Problem description -
Write out exactly the lines below that run from the one containing "async fn round_trip_and_upsert()" through the one containing "assert_eq!(loaded.sort_by, SortBy::Size);", both included, with no other lines.

Data to process -
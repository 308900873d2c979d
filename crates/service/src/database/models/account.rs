use chrono::{DateTime, Utc};
use sqlx::sqlite::SqliteRow;
use sqlx::Row;

use common::account::Account;

use super::super::Database;

#[derive(Debug, thiserror::Error)]
pub enum AccountStoreError {
    #[error("account not found: {0}")]
    NotFound(String),
    #[error("database error: {0}")]
    Database(#[from] sqlx::Error),
    #[error("corrupt account record: {0}")]
    Corrupt(String),
}

/// Insert or replace an account record in one statement.
pub async fn create_or_update(account: &Account, db: &Database) -> Result<(), AccountStoreError> {
    sqlx::query(
        r#"
        INSERT INTO accounts
            (name, driver, username, password, root_folder, status, drive_id,
             proxy, sort_by, sort_direction, updated_at)
        VALUES (?1, ?2, ?3, ?4, ?5, ?6, ?7, ?8, ?9, ?10, ?11)
        ON CONFLICT(name) DO UPDATE SET
            driver = excluded.driver,
            username = excluded.username,
            password = excluded.password,
            root_folder = excluded.root_folder,
            status = excluded.status,
            drive_id = excluded.drive_id,
            proxy = excluded.proxy,
            sort_by = excluded.sort_by,
            sort_direction = excluded.sort_direction,
            updated_at = excluded.updated_at
        "#,
    )
    .bind(&account.name)
    .bind(&account.driver)
    .bind(&account.username)
    .bind(&account.password)
    .bind(&account.root_folder)
    .bind(&account.status)
    .bind(&account.drive_id)
    .bind(account.proxy)
    .bind(account.sort_by.to_string())
    .bind(account.sort_direction.to_string())
    .bind(account.updated_at)
    .execute(&**db)
    .await?;
    Ok(())
}

pub async fn get_by_name(name: &str, db: &Database) -> Result<Option<Account>, AccountStoreError> {
    let row = sqlx::query("SELECT * FROM accounts WHERE name = ?1")
        .bind(name)
        .fetch_optional(&**db)
        .await?;
    row.map(|r| from_row(&r)).transpose()
}

pub async fn delete_by_name(name: &str, db: &Database) -> Result<(), AccountStoreError> {
    let result = sqlx::query("DELETE FROM accounts WHERE name = ?1")
        .bind(name)
        .execute(&**db)
        .await?;
    if result.rows_affected() == 0 {
        return Err(AccountStoreError::NotFound(name.to_string()));
    }
    Ok(())
}

pub async fn list_all(db: &Database) -> Result<Vec<Account>, AccountStoreError> {
    let rows = sqlx::query("SELECT * FROM accounts ORDER BY name")
        .fetch_all(&**db)
        .await?;
    rows.iter().map(from_row).collect()
}

fn from_row(row: &SqliteRow) -> Result<Account, AccountStoreError> {
    let sort_by: String = row.try_get("sort_by")?;
    let sort_direction: String = row.try_get("sort_direction")?;
    let updated_at: Option<DateTime<Utc>> = row.try_get("updated_at")?;
    Ok(Account {
        name: row.try_get("name")?,
        driver: row.try_get("driver")?,
        username: row.try_get("username")?,
        password: row.try_get("password")?,
        root_folder: row.try_get("root_folder")?,
        status: row.try_get("status")?,
        drive_id: row.try_get("drive_id")?,
        proxy: row.try_get("proxy")?,
        sort_by: sort_by.parse().map_err(AccountStoreError::Corrupt)?,
        sort_direction: sort_direction.parse().map_err(AccountStoreError::Corrupt)?,
        updated_at,
    })
}

#[cfg(test)]
mod tests {
    use super::*;
    use common::account::{SortBy, SortDirection};
    use url::Url;

    async fn memory_db() -> Database {
        let url = Url::parse("sqlite::memory:").unwrap();
        Database::connect(&url).await.expect("connect")
    }

    fn sample(name: &str) -> Account {
        Account {
            name: name.into(),
            driver: "local".into(),
            username: String::new(),
            password: String::new(),
            root_folder: "/srv/data".into(),
            status: "work".into(),
            drive_id: String::new(),
            proxy: true,
            sort_by: SortBy::Size,
            sort_direction: SortDirection::Desc,
            updated_at: Some(Utc::now()),
        }
    }

    #[tokio::test]
    async fn round_trip_and_upsert() {
        let db = memory_db().await;
        let mut account = sample("disk");
        create_or_update(&account, &db).await.unwrap();

        let loaded = get_by_name("disk", &db).await.unwrap().expect("present");
        assert_eq!(loaded.root_folder, "/srv/data");
        assert_eq!(loaded.sort_by, SortBy::Size);
        assert!(loaded.proxy);

        account.status = "root folder missing".into();
        create_or_update(&account, &db).await.unwrap();
        let reloaded = get_by_name("disk", &db).await.unwrap().unwrap();
        assert_eq!(reloaded.status, "root folder missing");
        assert_eq!(list_all(&db).await.unwrap().len(), 1);
    }

    #[tokio::test]
    async fn delete_missing_is_not_found() {
        let db = memory_db().await;
        let err = delete_by_name("ghost", &db).await.unwrap_err();
        assert!(matches!(err, AccountStoreError::NotFound(_)));
    }
}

Final answer -
    async fn round_trip_and_upsert() {
        let db = memory_db().await;
        let mut account = sample("disk");
        create_or_update(&account, &db).await.unwrap();

        let loaded = get_by_name("disk", &db).await.unwrap().expect("present");
        assert_eq!(loaded.root_folder, "/srv/data");
        assert_eq!(loaded.sort_by, SortBy::Size);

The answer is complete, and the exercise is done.